Bei alledem drängt sich die Frage auf, wie das Verhältnis zwischen der Geschichte und dem Subjekt, das durch sie bestimmt wird, näher zu fassen ist. Gibt es eine Identität des Subjekts, welche der Geschichte voraus- und zugrundeliegt, oder bildet erst der Sinnzusammenhang der erzählten Geschichte den Rückhalt und Kern der personalen Identität? Lassen sich die Einheit der Geschichte und die Identität dessen, von dem die Geschichte handelt, auseinander halten? Wenn diese Trennung bei Artefakten und historisch-kulturellen Gebilden (romantische Kunst, deutsche Nation, literarische Figuren) vielfach obsolet scheint, so erweist sie sich bei Personen und Kollektiven als uneindeutig und durchaus klärungsbedürftig. Sie verweist auf die grundsätzliche Frage, in welcher Weise überhaupt eine Geschichte einem Geschichtsträger ›zukommt‹, inwiefern sie ›seine‹ Geschichte ist. Wenn wir idealtypisch bei der Person als Geschichts-›Subjekt‹ ansetzen, so ist ihr die Geschichte als dasjenige zugehörig, das von ihr bewirkt, von ihr erlitten, von ihr vergegenwärtigt wird. Der Geschichte vorausliegend ist das Subjekt hier zunächst insofern, als es mit einem raum-zeitlich bestimmten, körperlichen Substrat verbunden ist, das nicht als solches durch die Wendungen der Geschichte generiert wird. Offen hingegen ist, in welcher Weise die Identität des Subjekts, sofern sie nicht in der numerischen Identität des Körpers aufgeht, sondern das konkrete Unterschieden- und Sosein der Person meint, mit der Gestalt und der Einheit einer Geschichte verflochten ist. Sozialpsychologische wie sprach- und erzähltheoretische Argumente sprechen für eine starke Interferenz beider Seiten, die Ricœur auf die Formel bringt, dass »die Identität der Geschichte die Identität der Person ausmacht«.19
Allerdings ist es möglich, diesen Zusammenhang nach beiden darin enthaltenen Schritten kritisch zur Diskussion zu stellen: im Blick auf die Verflechtung zwischen Selbstsein und Lebensgeschichte wie auf den Konnex von faktischem Lebenslauf und erzählter bzw. erzählbarer Geschichte.20 Es steht außer Frage, dass eine Phänomenologie des Selbst auch Dimensionen des Selbstverhältnisses zu erschließen hat, die nicht auf die Lebensganzheit ausgespannt sind und ihren Impuls nicht aus der Kraft der Erinnerung beziehen.

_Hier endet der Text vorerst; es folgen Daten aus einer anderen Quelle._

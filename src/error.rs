//! Error types shared across the crate.
//!
//! Each layer owns its error enum: [`ConfigError`] for the node tree and path
//! resolver, [`LexError`] for token tables, [`IniError`] for the INI state machine
//! and [`FormatError`] for output rendering. [`Error`] aggregates them for callers
//! that drive the whole pipeline.

use std::fmt;
use thiserror::Error;

/// A single schema mismatch reported by a validator.
#[derive(Debug, Clone, PartialEq, Eq)]
pub struct Violation {
    /// Path of the node or property that failed.
    pub path: String,
    pub message: String,
}

impl Violation {
    pub fn new(path: impl Into<String>, message: impl Into<String>) -> Self {
        Self {
            path: path.into(),
            message: message.into(),
        }
    }
}

impl fmt::Display for Violation {
    fn fmt(&self, f: &mut fmt::Formatter<'_>) -> fmt::Result {
        if self.path.is_empty() {
            write!(f, "{}", self.message)
        } else {
            write!(f, "{}: {}", self.path, self.message)
        }
    }
}

fn join_violations(violations: &[Violation]) -> String {
    violations
        .iter()
        .map(ToString::to_string)
        .collect::<Vec<_>>()
        .join("; ")
}

/// Errors raised by the configuration tree.
#[derive(Debug, Clone, PartialEq, Eq, Error)]
pub enum ConfigError {
    /// A required child or property is absent.
    #[error("'{path}' not found in node '{context}'")]
    NotFound { path: String, context: String },

    /// A direct child or property with this name already exists.
    #[error("'{name}' already registered in node '{context}'")]
    DuplicateName { name: String, context: String },

    /// A scalar could not be converted to the requested type.
    #[error("cannot convert '{value}' to {target}")]
    ConversionFailed { value: String, target: &'static str },

    /// The node does not match its schema.
    #[error("validation failed: {}", join_violations(.violations))]
    ValidationFailed { violations: Vec<Violation> },

    /// The dotted path contains an empty segment where a name is required.
    #[error("invalid path '{0}'")]
    InvalidPath(String),

    /// A read-only walk was asked to create nodes.
    #[error("cannot create nodes while walking '{0}' read-only")]
    ReadOnlyAccess(String),
}

/// Errors raised while building or running a lexer.
#[derive(Debug, Error)]
pub enum LexError {
    #[error("token '{name}' has an invalid pattern '{pattern}': {source}")]
    InvalidPattern {
        name: String,
        pattern: String,
        source: regex::Error,
    },

    #[error("failed to read input: {0}")]
    Io(#[from] std::io::Error),
}

/// Structural problems found by the INI parser.
#[derive(Debug, Clone, PartialEq, Eq, Error)]
pub enum IniErrorKind {
    #[error("section header must be alone on its line")]
    SectionNotOnOwnLine,
    #[error("unexpected '[' inside a section header")]
    UnexpectedSectionOpen,
    #[error("']' without a matching '['")]
    MissingSectionStart,
    #[error("section header without a closing ']'")]
    UnterminatedSection,
    #[error("empty section name")]
    EmptySectionName,
    #[error("section '{0}' is declared more than once")]
    DuplicateSection(String),
    #[error("empty property name")]
    EmptyPropertyName,
    #[error("cannot insert property '{0}'")]
    PropertyInsertionFailed(String),
    #[error("value without a property name")]
    PropertyMissingKey,
}

/// An INI structural error with the position of the token that triggered it.
#[derive(Debug, Clone, PartialEq, Eq, Error)]
#[error("{kind} at line {line}, column {column}")]
pub struct IniError {
    pub kind: IniErrorKind,
    pub line: usize,
    pub column: usize,
}

impl IniError {
    pub fn new(kind: IniErrorKind, line: usize, column: usize) -> Self {
        Self { kind, line, column }
    }
}

/// Errors raised while rendering a tree.
#[derive(Debug, Error)]
pub enum FormatError {
    #[error("unknown output format '{0}'")]
    UnknownFormat(String),
    #[error("json serialization failed: {0}")]
    Json(#[from] serde_json::Error),
    #[error("yaml serialization failed: {0}")]
    Yaml(#[from] serde_yaml::Error),
    #[error("failed to write output: {0}")]
    Io(#[from] std::io::Error),
    #[error("cannot write '{path}' as INI: {reason}")]
    Unrepresentable { path: String, reason: &'static str },
}

/// Crate-level error for operations spanning several layers.
#[derive(Debug, Error)]
pub enum Error {
    #[error(transparent)]
    Config(#[from] ConfigError),
    #[error(transparent)]
    Lex(#[from] LexError),
    #[error(transparent)]
    Ini(#[from] IniError),
    #[error(transparent)]
    Format(#[from] FormatError),
    #[error("invalid settings: {0}")]
    Settings(#[from] config::ConfigError),
}

pub type Result<T, E = Error> = std::result::Result<T, E>;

Und ebenso kann eine Analyse der existentiellen Zeitlichkeit und Geschichtsaneignung auch unabhängig von der bestimmten Form der narrativen Lebensbeschreibung durchgeführt werden. Die Einheit des Lebenslaufs geht nicht auf in der erzählten Geschichte. Entsprechend nimmt die vorliegende Untersuchung ihren Ausgang nicht von einer Philosophie des Selbst und liegt ihr demonstrandum nicht in der strengen Hinführung vom Selbst über die Erinnerung zur Lebenserzählung. Vielmehr setzt sie bei deren Verschränkung, bei der Sehnsucht nach Erinnerung und dem Wunsch der Lebensbeschreibung an, um deren interne Motivkonstellation aufzuhellen. Gleichwohl gehört es zur leitenden Intuition und zum Duktus der vorliegenden Untersuchung, die nicht-kontingente Verbindung dieser Schichten und Motive des Selbstseins aufzuzeigen. Sie soll in der konkreten Erkundung dessen, was Erinnerung ist und was sie leistet, schrittweise hervortreten.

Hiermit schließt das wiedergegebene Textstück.